You can install the development version from GitHub

library(devtools)
devtools::install_github("AnthonyChristidis/srlars")

Usage

# Simulation parameters
n <- 50
p <- 500
rho <- 0.5
rho.inactive <- 0.2
group.size <- 25
p.active <- 100
snr <- 1
contamination.prop <- 0.2

# Setting the seed
set.seed(0)

# Block Correlation
sigma.mat <- matrix(0, p, p)
sigma.mat[1:p.active, 1:p.active] <- rho.inactive
for(group in 0:(p.active/group.size - 1))
  sigma.mat[(group*group.size+1):(group*group.size+group.size),(group*group.size+1):(group*group.size+group.size)] <- rho
diag(sigma.mat) <- 1

# Simulation of beta vector
true.beta <- c(runif(p.active, 0, 5)*(-1)^rbinom(p.active, 1, 0.7), rep(0, p - p.active))

# Setting the SD of the variance
sigma <- as.numeric(sqrt(t(true.beta) %*% sigma.mat %*% true.beta)/sqrt(snr))

# Simulation of test data
m <- 2e3
x_test <- mvnfast::rmvn(m, mu = rep(0, p), sigma = sigma.mat)
y_test <- x_test %*% true.beta + rnorm(m, 0, sigma)
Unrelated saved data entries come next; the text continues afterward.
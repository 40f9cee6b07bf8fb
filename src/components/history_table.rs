use dioxus::prelude::*;

use crate::shared::types::HistoryRecordDto;
use crate::utils::format::{format_local, format_rupees_fixed};

/// One row per record, in the order the service returned them.
#[allow(non_snake_case)]
#[component]
pub fn HistoryTable(history: Vec<HistoryRecordDto>) -> Element {
    rsx! {
        table { class: "history",
            thead {
                tr {
                    th { "Days" }
                    th { "Price" }
                    th { "Time" }
                }
            }
            tbody {
                for item in history.iter() {
                    tr { key: "{item.id}",
                        td { "{item.days_ahead}" }
                        td { "{format_rupees_fixed(item.predicted_price)}" }
                        td {
                            time { datetime: "{item.created_at}", "{format_local(&item.created_at)}" }
                        }
                    }
                }
            }
        }
    }
}
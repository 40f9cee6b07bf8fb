#![cfg(feature = "server")]
use anyhow::{anyhow, Context, Result};
use std::time::Duration;

pub const API_URL_VAR: &str = "PREDIXA_API_URL";
pub const TIMEOUT_VAR: &str = "PREDIXA_TIMEOUT_SECS";

/// Where the Prediction Service lives. Resolved once at startup and handed
/// to the client; nothing downstream reads the environment.
#[derive(Debug, Clone, PartialEq)]
pub struct ServiceConfig {
    pub api_base: String,
    pub timeout: Option<Duration>,
}

impl ServiceConfig {
    pub fn new(api_base: &str) -> Result<Self> {
        let api_base = api_base.trim().trim_end_matches('/').to_string();
        if api_base.is_empty() {
            return Err(anyhow!("{API_URL_VAR} is empty"));
        }
        if !(api_base.starts_with("http://") || api_base.starts_with("https://")) {
            return Err(anyhow!(
                "{API_URL_VAR} must start with http:// or https://, got {api_base}"
            ));
        }
        Ok(Self {
            api_base,
            timeout: None,
        })
    }

    pub fn with_timeout(mut self, timeout: Option<Duration>) -> Self {
        self.timeout = timeout;
        self
    }

    pub fn from_env() -> Result<Self> {
        dotenvy::dotenv().ok();
        Self::from_lookup(|k| std::env::var(k).ok())
    }

    pub fn from_lookup(lookup: impl Fn(&str) -> Option<String>) -> Result<Self> {
        let base = lookup(API_URL_VAR).ok_or_else(|| anyhow!("{API_URL_VAR} not set"))?;
        let timeout = match lookup(TIMEOUT_VAR) {
            Some(s) if !s.trim().is_empty() => {
                let secs: u64 = s
                    .trim()
                    .parse()
                    .with_context(|| format!("{TIMEOUT_VAR} must be whole seconds, got {s:?}"))?;
                Some(Duration::from_secs(secs))
            }
            _ => None,
        };
        Ok(Self::new(&base)?.with_timeout(timeout))
    }

    pub fn url(&self, path: &str) -> String {
        format!("{}{}", self.api_base, path)
    }
}
#[cfg(all(feature = "web"))]
pub fn pad2(n: i32) -> String {
    if n < 10 {
        format!("0{}", n)
    } else {
        n.to_string()
    }
}

#[cfg(all(feature = "web"))]
fn js_date(ts: &str) -> Option<js_sys::Date> {
    use js_sys::Date;
    let d = Date::new(&wasm_bindgen::JsValue::from_str(ts));
    if d.get_time().is_nan() {
        None
    } else {
        Some(d)
    }
}

#[cfg(all(feature = "web"))]
pub fn format_local(ts: &str) -> String {
    let Some(d) = js_date(ts) else {
        return ts.to_string();
    };
    let day = d.get_date() as i32;
    let month = (d.get_month() as i32) + 1;
    let year = d.get_full_year() as i32;
    let hour = d.get_hours() as i32;
    let minute = d.get_minutes() as i32;
    format!(
        "{}.{}.{} {}:{}",
        pad2(day),
        pad2(month),
        year,
        pad2(hour),
        pad2(minute)
    )
}

#[cfg(all(feature = "web"))]
pub fn format_time_of_day(ts: &str) -> String {
    let Some(d) = js_date(ts) else {
        return ts.to_string();
    };
    format!(
        "{}:{}:{}",
        pad2(d.get_hours() as i32),
        pad2(d.get_minutes() as i32),
        pad2(d.get_seconds() as i32)
    )
}

/// Accepts RFC 3339 as well as the naive ISO form the service emits
/// (`2024-05-01T10:20:30.123456`, no offset).
#[cfg(all(not(feature = "web"), any(feature = "server", test)))]
fn parse_timestamp(ts: &str) -> Option<chrono::NaiveDateTime> {
    use chrono::{DateTime, Local, NaiveDateTime};
    if let Ok(dt) = DateTime::parse_from_rfc3339(ts) {
        return Some(dt.with_timezone(&Local).naive_local());
    }
    NaiveDateTime::parse_from_str(ts, "%Y-%m-%dT%H:%M:%S%.f")
        .or_else(|_| NaiveDateTime::parse_from_str(ts, "%Y-%m-%d %H:%M:%S%.f"))
        .ok()
}

#[cfg(all(not(feature = "web"), any(feature = "server", test)))]
pub fn format_local(ts: &str) -> String {
    parse_timestamp(ts)
        .map(|dt| dt.format("%d.%m.%Y %H:%M").to_string())
        .unwrap_or_else(|| ts.to_string())
}

#[cfg(all(not(feature = "web"), any(feature = "server", test)))]
pub fn format_time_of_day(ts: &str) -> String {
    parse_timestamp(ts)
        .map(|dt| dt.format("%H:%M:%S").to_string())
        .unwrap_or_else(|| ts.to_string())
}

#[cfg(not(any(feature = "web", feature = "server", test)))]
pub fn format_local(ts: &str) -> String {
    ts.to_string()
}

#[cfg(not(any(feature = "web", feature = "server", test)))]
pub fn format_time_of_day(ts: &str) -> String {
    ts.to_string()
}

/// Price as the service sent it, e.g. `₹123.45` or `₹100`.
pub fn format_rupees(price: f64) -> String {
    format!("₹{}", price)
}

pub fn format_rupees_fixed(price: f64) -> String {
    format!("₹{:.2}", price)
}

/// Compact axis label: no trailing zeros, at most two decimals.
pub fn format_axis_value(v: f64) -> String {
    let s = format!("{:.2}", v);
    let s = s.trim_end_matches('0').trim_end_matches('.');
    if s == "-0" {
        "0".to_string()
    } else {
        s.to_string()
    }
}

#[cfg(all(test, not(feature = "web")))]
mod tests {
    use super::*;

    #[test]
    fn rupees_keep_natural_precision() {
        assert_eq!(format_rupees(123.45), "₹123.45");
        assert_eq!(format_rupees(100.0), "₹100");
    }

    #[test]
    fn rupees_fixed_use_two_decimals() {
        assert_eq!(format_rupees_fixed(123.4), "₹123.40");
        assert_eq!(format_rupees_fixed(99.999), "₹100.00");
    }

    #[test]
    fn naive_service_timestamps_are_formatted() {
        assert_eq!(format_local("2024-05-01T10:20:30.123456"), "01.05.2024 10:20");
        assert_eq!(format_time_of_day("2024-05-01T10:20:30.123456"), "10:20:30");
        assert_eq!(format_time_of_day("2024-05-01T08:05:09"), "08:05:09");
        assert_eq!(format_time_of_day("2024-05-01 23:59:00"), "23:59:00");
    }

    #[test]
    fn unparsable_timestamps_pass_through() {
        assert_eq!(format_local("yesterday"), "yesterday");
        assert_eq!(format_time_of_day(""), "");
    }

    #[test]
    fn axis_values_are_compact() {
        assert_eq!(format_axis_value(0.0), "0");
        assert_eq!(format_axis_value(50.0), "50");
        assert_eq!(format_axis_value(12.5), "12.5");
        assert_eq!(format_axis_value(0.25), "0.25");
    }
}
# Simulation of uncontaminated data
x <- mvnfast::rmvn(n, mu = rep(0, p), sigma = sigma.mat)
y <- x %*% true.beta + rnorm(n, 0, sigma)

# Contamination of data
contamination_indices <- 1:floor(n*contamination.prop)
k_lev <- 2
k_slo <- 100
x_train <- x
y_train <- y
beta_cont <- true.beta
beta_cont[true.beta!=0] <- beta_cont[true.beta!=0]*(1 + k_slo)
beta_cont[true.beta==0] <- k_slo*max(abs(true.beta))
for(cont_id in contamination_indices){

  a <- runif(p, min = -1, max = 1)
  a <- a - as.numeric((1/p)*t(a) %*% rep(1, p))
  x_train[cont_id,] <- mvnfast::rmvn(1, rep(0, p), 0.1^2*diag(p)) + k_lev * a / as.numeric(sqrt(t(a) %*% solve(sigma.mat) %*% a))
  y_train[cont_id] <- t(x_train[cont_id,]) %*% beta_cont
}

# srlars models
srlars_fit <- srlars(x_train, y_train,
                     n_models = 5,
                     model_saturation = c("fixed", "p-value")[1],
                     alpha = 0.05, model_size = n-1,
                     robust = TRUE,
                     compute_coef = TRUE,
                     en_alpha = 1/4)
srlars_preds <- predict(srlars_fit, newx = x_test,
                        group_index = 1:srlars_fit$n_models,
                        dynamic = FALSE)
srlars_coefs <- coef(srlars_fit, group_index = 1:srlars_fit$n_models)
sens_srlars <- sum(which((srlars_coefs[-1]!=0)) <= p.active)/p.active
spec_srlars <- sum(which((srlars_coefs[-1]!=0)) <= p.active)/sum(srlars_coefs[-1]!=0)
mspe_srlars <- mean((y_test - srlars_preds)^2)/sigma^2

License

This package is free and open source software, licensed under GPL (>= 2).